Praesepe rouvrit brusquement les yeux, comme s’il sortait brutalement
d’un rêve. Après quelques secondes de désorientation,
il fixa sa femme dans les yeux.
-Alors ?
Elle lui expliqua alors ce qu’elle avait appris. Il se leva alors, marcha
jusqu’à la porte-fenêtre qui donnait sur un balcon ensoleillé.
De là, on apercevait le Capitole vers lequel convergeait le flux des
touristes
-Espèce de sale petit…
* * * * * * * * * * * * *
Le jeune pickpocket italien sautait du toit d’un d’immeuble à
un autre, se déplaçant à une vitesse qui l’aurait
presque rendu invisible à quiconque aurait par hasard regardé
le ciel à ce moment-là. Le gamin riait à chacun de ses
sauts qu’il agrémentait d’acrobaties diverses.
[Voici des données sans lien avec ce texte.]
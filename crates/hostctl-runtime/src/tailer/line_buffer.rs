//! Byte-level line splitting with a hard length cap.
//!
//! Process output arrives in arbitrary chunks. Partial lines are carried over
//! to the next chunk; a line that grows beyond the cap is emitted once,
//! truncated, and the rest of it is skipped up to the next newline.

/// One line cut from the output, without its terminator.
#[derive(Debug, Clone, PartialEq, Eq)]
pub enum Line {
    Complete(Vec<u8>),
    /// The first `max_line_bytes` (rounded down to a UTF-8 boundary) of an
    /// over-long line
    Truncated(Vec<u8>),
}

#[derive(Debug)]
pub struct LineSplitter {
    buf: Vec<u8>,
    max_line_bytes: usize,
    discarding: bool,
}

impl LineSplitter {
    pub fn new(max_line_bytes: usize) -> Self {
        Self {
            buf: Vec::new(),
            max_line_bytes: max_line_bytes.max(1),
            discarding: false,
        }
    }

    /// Feed a chunk, returning every line it completed.
    pub fn push(&mut self, mut data: &[u8]) -> Vec<Line> {
        let mut lines = Vec::new();
        while !data.is_empty() {
            if let Some(pos) = data.iter().position(|b| *b == b'\n') {
                let (segment, rest) = data.split_at(pos);
                data = &rest[1..];
                if self.discarding {
                    self.discarding = false;
                    self.buf.clear();
                    continue;
                }
                self.buf.extend_from_slice(segment);
                lines.push(self.take_line());
            } else {
                if !self.discarding {
                    self.buf.extend_from_slice(data);
                    if self.buf.len() > self.max_line_bytes {
                        lines.push(self.take_truncated());
                        self.discarding = true;
                    }
                }
                break;
            }
        }
        lines
    }

    /// Flush a trailing partial line at end of stream.
    pub fn finish(&mut self) -> Option<Line> {
        if self.discarding {
            self.discarding = false;
            self.buf.clear();
            return None;
        }
        if self.buf.is_empty() {
            return None;
        }
        Some(self.take_line())
    }

    fn take_line(&mut self) -> Line {
        if self.buf.len() > self.max_line_bytes {
            return self.take_truncated();
        }
        if self.buf.last() == Some(&b'\r') {
            self.buf.pop();
        }
        Line::Complete(std::mem::take(&mut self.buf))
    }

    fn take_truncated(&mut self) -> Line {
        let mut cut = self.max_line_bytes;
        while cut > 0 && is_continuation(self.buf[cut]) {
            cut -= 1;
        }
        self.buf.truncate(cut);
        Line::Truncated(std::mem::take(&mut self.buf))
    }
}

const fn is_continuation(byte: u8) -> bool {
    byte & 0xC0 == 0x80
}

#[cfg(test)]
mod tests {
    use super::*;

    fn complete(s: &str) -> Line {
        Line::Complete(s.as_bytes().to_vec())
    }

    #[test]
    fn carries_partial_lines_across_chunks() {
        let mut splitter = LineSplitter::new(1024);
        assert!(splitter.push(b"hel").is_empty());
        assert_eq!(splitter.push(b"lo\nwor"), vec![complete("hello")]);
        assert_eq!(splitter.push(b"ld\r\n\n"), vec![complete("world"), complete("")]);
        assert_eq!(splitter.finish(), None);
    }

    #[test]
    fn finish_flushes_trailing_partial() {
        let mut splitter = LineSplitter::new(1024);
        splitter.push(b"no newline");
        assert_eq!(splitter.finish(), Some(complete("no newline")));
        assert_eq!(splitter.finish(), None);
    }

    #[test]
    fn overlong_line_is_truncated_once() {
        let mut splitter = LineSplitter::new(4);
        let lines = splitter.push(b"abcdefgh");
        assert_eq!(lines, vec![Line::Truncated(b"abcd".to_vec())]);
        // Remainder of the same line is skipped
        assert!(splitter.push(b"ijkl").is_empty());
        assert_eq!(splitter.push(b"mn\nok\n"), vec![complete("ok")]);
    }

    #[test]
    fn overlong_line_in_one_chunk() {
        let mut splitter = LineSplitter::new(4);
        let lines = splitter.push(b"abcdefgh\nxy\n");
        assert_eq!(lines, vec![Line::Truncated(b"abcd".to_vec()), complete("xy")]);
    }

    #[test]
    fn truncation_respects_utf8_boundaries() {
        let mut splitter = LineSplitter::new(4);
        // 'é' is two bytes starting at index 3
        let lines = splitter.push("abcé-tail\n".as_bytes());
        assert_eq!(lines, vec![Line::Truncated(b"abc".to_vec())]);
    }
}
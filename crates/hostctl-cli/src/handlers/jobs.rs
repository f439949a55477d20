//! `hostctl jobs ...`: offline access to the job records.
//!
//! These commands run without a server. A job whose worker was started by a
//! server that has since exited is still followed through its pid and
//! artifact.

use std::sync::Arc;

use anyhow::{Result, anyhow};
use hostctl_core::{BackgroundJob, JobPoll, ensure_directory, jobs_dir};
use hostctl_runtime::{FsKeyValueStore, JobTracker, TokioCommandRunner};
use serde_json::{Value, json};

use crate::commands::JobCommand;
use crate::config::CliConfig;

/// Tracker over the job records in the data root.
pub fn tracker(config: &CliConfig) -> Result<JobTracker> {
    let dir = jobs_dir(&config.data_root);
    ensure_directory(&dir)?;
    Ok(JobTracker::new(
        Arc::new(FsKeyValueStore::new(&dir)),
        Arc::new(TokioCommandRunner::default()),
        dir,
    ))
}

fn view(job: &BackgroundJob) -> Value {
    let mut value = json!(job);
    value["percent"] = json!(job.percent());
    value
}

fn found(id: &str, poll: JobPoll) -> Result<BackgroundJob> {
    poll.into_job().ok_or_else(|| anyhow!("job not found: {id}"))
}

/// Run one job command and return what it reports.
pub async fn run(tracker: &JobTracker, command: JobCommand) -> Result<Value> {
    let value = match command {
        JobCommand::List => Value::Array(tracker.list().await?.iter().map(view).collect()),
        JobCommand::Status { id } => view(&found(&id, tracker.poll(&id).await?)?),
        JobCommand::Cancel { id } => view(&found(&id, tracker.cancel(&id).await?)?),
        JobCommand::Reap { id } => view(&tracker.reap(&id).await?),
    };
    Ok(value)
}

pub async fn execute(config: &CliConfig, command: JobCommand) -> Result<()> {
    let tracker = tracker(config)?;
    let value = run(&tracker, command).await?;
    println!("{}", serde_json::to_string_pretty(&value)?);
    Ok(())
}
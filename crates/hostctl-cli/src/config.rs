//! Data root and settings resolution for a single invocation.

use std::path::{Path, PathBuf};

use anyhow::{Context, Result};
use hostctl_core::{Settings, data_root, ensure_directory, validate_settings};

/// Resolved locations and settings shared by every command.
#[derive(Debug, Clone)]
pub struct CliConfig {
    pub data_root: PathBuf,
    pub settings: Settings,
}

impl CliConfig {
    /// Resolve the data root (`--data-dir` first) and load settings.
    pub fn resolve(data_dir: Option<&Path>, settings_file: Option<&Path>) -> Result<Self> {
        let data_root = match data_dir {
            Some(dir) => {
                ensure_directory(dir)?;
                dir.to_path_buf()
            }
            None => data_root()?,
        };
        Ok(Self {
            data_root,
            settings: load_settings(settings_file)?,
        })
    }
}

/// Defaults, overlaid with the fields a JSON settings file sets.
pub fn load_settings(path: Option<&Path>) -> Result<Settings> {
    let mut settings = Settings::with_defaults();
    if let Some(path) = path {
        let raw = std::fs::read_to_string(path)
            .with_context(|| format!("failed to read settings file {}", path.display()))?;
        let overrides: Settings = serde_json::from_str(&raw)
            .with_context(|| format!("invalid settings file {}", path.display()))?;
        settings.merge(&overrides);
    }
    validate_settings(&settings).context("invalid settings")?;
    Ok(settings)
}

#[cfg(test)]
mod tests {
    use super::*;
    use hostctl_core::settings::{DEFAULT_GRACE_PERIOD_MS, DEFAULT_HISTORY_LINES};
    use tempfile::TempDir;

    #[test]
    fn test_no_file_gives_defaults() {
        assert_eq!(load_settings(None).unwrap(), Settings::with_defaults());
    }

    #[test]
    fn test_file_overrides_only_what_it_sets() {
        let dir = TempDir::new().unwrap();
        let path = dir.path().join("settings.json");
        std::fs::write(&path, r#"{ "subscriber_queue": 16, "terminal_shell": "zsh" }"#).unwrap();

        let settings = load_settings(Some(&path)).unwrap();
        assert_eq!(settings.subscriber_queue, Some(16));
        assert_eq!(settings.terminal_shell.as_deref(), Some("zsh"));
        assert_eq!(settings.grace_period_ms, Some(DEFAULT_GRACE_PERIOD_MS));
        assert_eq!(settings.history_lines, Some(DEFAULT_HISTORY_LINES));
    }

    #[test]
    fn test_invalid_values_are_rejected() {
        let dir = TempDir::new().unwrap();
        let path = dir.path().join("settings.json");
        std::fs::write(&path, r#"{ "subscriber_queue": 0 }"#).unwrap();
        assert!(load_settings(Some(&path)).is_err());

        std::fs::write(&path, "not json").unwrap();
        assert!(load_settings(Some(&path)).is_err());
    }

    #[test]
    fn test_missing_file_is_an_error() {
        let dir = TempDir::new().unwrap();
        assert!(load_settings(Some(&dir.path().join("absent.json"))).is_err());
    }

    #[test]
    fn test_explicit_data_dir_is_created() {
        let dir = TempDir::new().unwrap();
        let root = dir.path().join("nested").join("root");
        let config = CliConfig::resolve(Some(&root), None).unwrap();
        assert_eq!(config.data_root, root);
        assert!(root.is_dir());
    }
}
Si certains
piétons entendaient parfois ses rires, lorsqu’ils levaient le nez
l’enfant voltigeur avait déjà parcouru plusieurs blocs de
bâtiments.
Il effectua alors un quintuple saut périlleux arrière et vrillé
pour franchir la vingtaine de mètres séparant deux bâtiments.
-Oh, oh…, se dit-il en se rendant compte qu’il avait peut-être
été un peu trop optimiste.
Il avait laissé une grande partie de son énergie cinétique
dans son acrobatie et son saut allait être trop court d’un ou deux
mètres. Il aperçut un étendage couvert de linge qui était
tiré entre deux balcons trois étages plus bas. Il se positionna
de façon à avoir le maximum de prise d’air et se freiner
encore davantage de façon à ne pas s’écraser sur
le mur un peu trop haut.
Cette fois-ci il calcula bien son coup et arriva précisément au
niveau de l’étendage. Il le saisit de sa main droite - la gauche
étant occupé à tenir son sac à dos – et posa
ses pieds sur le mur en amortissant au maximum l’impact. Il sentit le
mur se craqueler sous ses baskets, mais il ne s’était pas blessé.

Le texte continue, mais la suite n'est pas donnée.